Michelle Obama wrote on Twitter.
Ann Romney issued her first tweet just a couple of hours after Rosen's
comment: "I made a choice to stay home and raise five boys. Believe me, it was
hard work."
Her convention speech originally was scheduled for Monday night, and
Republicans were upset when the major broadcast networks said they would not
carry convention coverage that day. But Tropical Storm Isaac intervened,
pushing her speech to today and onto prime time television.
Hearing from candidates' spouses is now considered an integral part of
presidential campaigning. Ann Romney has talked about her battle with multiple
sclerosis in several interviews, and Republicans believe she makes her husband
a better campaigner.
"Any housewife who had four boys (actually five) is eligible to run
logistics for World War III," said Missouri alternate delegate Susie Barrett
of Jefferson City. "When people see Ann Romney, she is terrific."
A convention speech by a spouse can have an enormous impact. Republicans
still remember Elizabeth Dole's electrifying, Oprah-esque stroll through the
1996 Republican convention in San Diego.
Few suspect, however, that tonight's address will resemble Elizabeth
Dole's. Still, they believe middle class working women in battleground states
are the voters most susceptible to the Obama campaign's portrait of Mitt
Romney as rich and out-of-touch -- a perception Ann Romney could dispel this
evening.
Republicans also are quick to point out the flip side of the gender gap:
Romney does better than Obama with men.
"The Romney-Ryan ticket is very focused on solutions related to the
individual family," said Amanda Adkins, chairwoman of the Kansas GOP. "The
Democratic Party, in our view, is very focused on solutions that are very
government-centered."
Former Sen. Kit Bond of Missouri also rejected the importance of a
significant gender gap, although he conceded the nominee hasn't connected with
all voters yet.
"All the segments of the population need to get a better sense of who
Mitt Romney is," Bond said, adding that Ann Romney can help that effort.
Conservative activist Phyllis Schlafly, a Missouri delegate from the St.
Louis area, said the gender gap is largely a result of "unmarried women" who
support Obama. "Obama makes a play for unmarried women," she said. "He wants
to make them dependent on government."
The Obama campaign didn't respond to a request for comment.

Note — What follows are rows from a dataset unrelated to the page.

//! The pool of physical frames available to user pages.

use alloc::vec::Vec;

#[cfg(any(test, feature = "software-emulation"))]
use alloc::{boxed::Box, vec};

use crate::{FrameNumber, PAGE_SIZE};

/// How frame contents are reached from the kernel.
enum PhysicalMemory {
    /// Physical memory is mapped at a fixed offset in the kernel's address space.
    DirectMapped { offset: usize },
    /// Physical memory is a host buffer; frame `base + i` lives at `i * PAGE_SIZE`.
    #[cfg(any(test, feature = "software-emulation"))]
    Emulated(Box<[u8]>),
}

/// A contiguous range of user frames and the set of those not yet in use.
///
/// Frames are allocated LIFO; a fresh pool hands out its lowest frame first.
pub struct FramePool {
    base: FrameNumber,
    count: usize,
    free: Vec<FrameNumber>,
    memory: PhysicalMemory,
}

impl FramePool {
    /// Creates a pool over `count` frames starting at `base`, reached through
    /// the kernel's direct map.
    ///
    /// # Safety
    ///
    /// The frames must be unused by anything else for the pool's lifetime, and
    /// `direct_map_offset + address` must be a valid writable mapping of every
    /// physical address in the range.
    pub unsafe fn direct_mapped(base: FrameNumber, count: usize, direct_map_offset: usize) -> Self {
        Self::with_memory(
            base,
            count,
            PhysicalMemory::DirectMapped {
                offset: direct_map_offset,
            },
        )
    }

    /// Creates a pool of `count` frames backed by host memory.
    #[cfg(any(test, feature = "software-emulation"))]
    pub fn emulated(count: usize) -> Self {
        let memory = vec![0u8; count * PAGE_SIZE].into_boxed_slice();
        Self::with_memory(FrameNumber::new(0), count, PhysicalMemory::Emulated(memory))
    }

    fn with_memory(base: FrameNumber, count: usize, memory: PhysicalMemory) -> Self {
        let free = (0..count).rev().map(|i| base + i).collect();
        Self {
            base,
            count,
            free,
            memory,
        }
    }

    /// Takes a free frame out of the pool.
    pub fn allocate(&mut self) -> Option<FrameNumber> {
        self.free.pop()
    }

    /// Returns a frame to the pool.
    ///
    /// # Panics
    ///
    /// Panics if the frame does not belong to this pool.
    pub fn deallocate(&mut self, frame: FrameNumber) {
        assert!(self.contains(frame), "{frame:?} does not belong to this pool");
        debug_assert!(!self.free.contains(&frame), "{frame:?} freed twice");
        self.free.push(frame);
    }

    pub fn contains(&self, frame: FrameNumber) -> bool {
        frame >= self.base && frame - self.base < self.count
    }

    /// Position of `frame` within the pool.
    pub(crate) fn index_of(&self, frame: FrameNumber) -> usize {
        assert!(self.contains(frame), "{frame:?} does not belong to this pool");
        frame - self.base
    }

    pub(crate) fn frame_at(&self, index: usize) -> FrameNumber {
        self.base + index
    }

    pub fn total_frames(&self) -> usize {
        self.count
    }

    pub fn free_frames(&self) -> usize {
        self.free.len()
    }

    /// Contents of `frame`.
    pub fn bytes(&self, frame: FrameNumber) -> &[u8] {
        assert!(self.contains(frame), "{frame:?} does not belong to this pool");
        match &self.memory {
            PhysicalMemory::DirectMapped { offset } => {
                let ptr = (offset + frame.start().as_usize()) as *const u8;
                // SAFETY: The constructor's contract makes the whole range mapped
                // and owned by the pool.
                unsafe { core::slice::from_raw_parts(ptr, PAGE_SIZE) }
            }
            #[cfg(any(test, feature = "software-emulation"))]
            PhysicalMemory::Emulated(memory) => {
                let index = frame - self.base;
                &memory[index * PAGE_SIZE..(index + 1) * PAGE_SIZE]
            }
        }
    }

    /// Mutable contents of `frame`.
    pub fn bytes_mut(&mut self, frame: FrameNumber) -> &mut [u8] {
        assert!(self.contains(frame), "{frame:?} does not belong to this pool");
        match &mut self.memory {
            PhysicalMemory::DirectMapped { offset } => {
                let ptr = (*offset + frame.start().as_usize()) as *mut u8;
                // SAFETY: As for `bytes`; `&mut self` makes the access exclusive.
                unsafe { core::slice::from_raw_parts_mut(ptr, PAGE_SIZE) }
            }
            #[cfg(any(test, feature = "software-emulation"))]
            PhysicalMemory::Emulated(memory) => {
                let index = frame - self.base;
                &mut memory[index * PAGE_SIZE..(index + 1) * PAGE_SIZE]
            }
        }
    }
}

Yet, young unmarried women are typically the voters most concerned with
such issues as abortion, which became a focal point of controversy for the GOP
last week.
That may be why Soto-Gilbert of Missouri Women for Mitt thinks it's
important to move beyond that debate -- if possible -- in the closing weeks of
the presidential campaign.
"Those issues that he (Akin) brought up are not the issues that really,
truly matter to our country right now," she argued. "Really, the economy is
more of a problem, unemployment. It sure was a distraction last week."